**EXERCISE AIM:**
Report each line of the records below that holds the word "main".

**DATA RECORDS:**
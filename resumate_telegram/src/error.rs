use resumate_conversation::ConversationError;
use thiserror::Error;

pub type Result<T> = std::result::Result<T, Error>;

#[derive(Debug, Error)]
pub enum Error {
    #[error("Telegram API error: {0}")]
    Telegram(#[from] teloxide::RequestError),

    #[error("Conversation error: {0}")]
    Conversation(#[from] ConversationError),
}
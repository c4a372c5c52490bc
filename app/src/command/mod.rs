//! Static strategy pattern for CLI commands.
//!
//! Each subcommand is its own strategy type with its own input, dispatched
//! statically from `main`.

mod init;
mod run;
mod version;

pub use init::InitStrategy;
pub use run::{RunInput, RunStrategy};
pub use version::VersionStrategy;

/// Contract shared by all command strategies.
pub trait CommandStrategy: Send + Sync + 'static {
    /// The input type this strategy accepts.
    type Input;

    /// Execute the command with the given input.
    async fn execute(&self, input: Self::Input) -> anyhow::Result<()>;
}
//! Liveness endpoint for hosting platforms.

use axum::{Json, Router, routing::get};
use serde::Serialize;
use tokio::net::TcpListener;
use tracing::info;

#[derive(Debug, Serialize)]
pub struct HealthResponse {
    pub status: &'static str,
    pub bot: &'static str,
    pub timestamp: String,
}

async fn health() -> Json<HealthResponse> {
    Json(HealthResponse {
        status: "OK",
        bot: "running",
        timestamp: chrono::Utc::now().to_rfc3339(),
    })
}

pub fn router() -> Router {
    Router::new().route("/health", get(health))
}

/// Serve `GET /health` on all interfaces until the process exits.
pub async fn serve(port: u16) -> anyhow::Result<()> {
    let listener = TcpListener::bind(("0.0.0.0", port)).await?;
    info!("Health check listening on {}", listener.local_addr()?);
    axum::serve(listener, router()).await?;
    Ok(())
}
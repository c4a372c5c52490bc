#![deny(
    clippy::all,
    clippy::nursery,
    clippy::pedantic,
    clippy::style,
    clippy::complexity,
    clippy::perf,
    clippy::correctness,
    clippy::suspicious,
    clippy::unwrap_used,
    clippy::expect_used
)]
#![allow(
    clippy::similar_names,
    clippy::missing_safety_doc,
    clippy::missing_panics_doc,
    clippy::missing_errors_doc
)]

mod command;
mod health;

use clap::{Parser, Subcommand};
use command::{CommandStrategy, InitStrategy, RunInput, RunStrategy, VersionStrategy};
use tracing_subscriber::EnvFilter;

#[derive(Parser)]
#[command(name = "resumate")]
#[command(about = "Telegram resume assistant", long_about = None)]
struct Cli {
    #[command(subcommand)]
    command: Commands,
}

#[derive(Subcommand)]
enum Commands {
    /// Run the Telegram bot
    Run {
        /// Bot token (overrides config and TELEGRAM_BOT_TOKEN)
        #[arg(short, long)]
        token: Option<String>,
    },
    /// Initialize configuration
    Init,
    /// Show version
    Version,
}

#[tokio::main]
async fn main() -> anyhow::Result<()> {
    tracing_subscriber::fmt()
        .with_env_filter(
            EnvFilter::try_from_default_env().unwrap_or_else(|_| EnvFilter::new("info")),
        )
        .init();

    let cli = Cli::parse();

    match cli.command {
        Commands::Run { token } => RunStrategy.execute(RunInput { token }).await,
        Commands::Init => InitStrategy.execute(()).await,
        Commands::Version => VersionStrategy.execute(()).await,
    }
}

**SOLUTION BELOW:**
//! statically from `main`.
#[tokio::main]
async fn main() -> anyhow::Result<()> {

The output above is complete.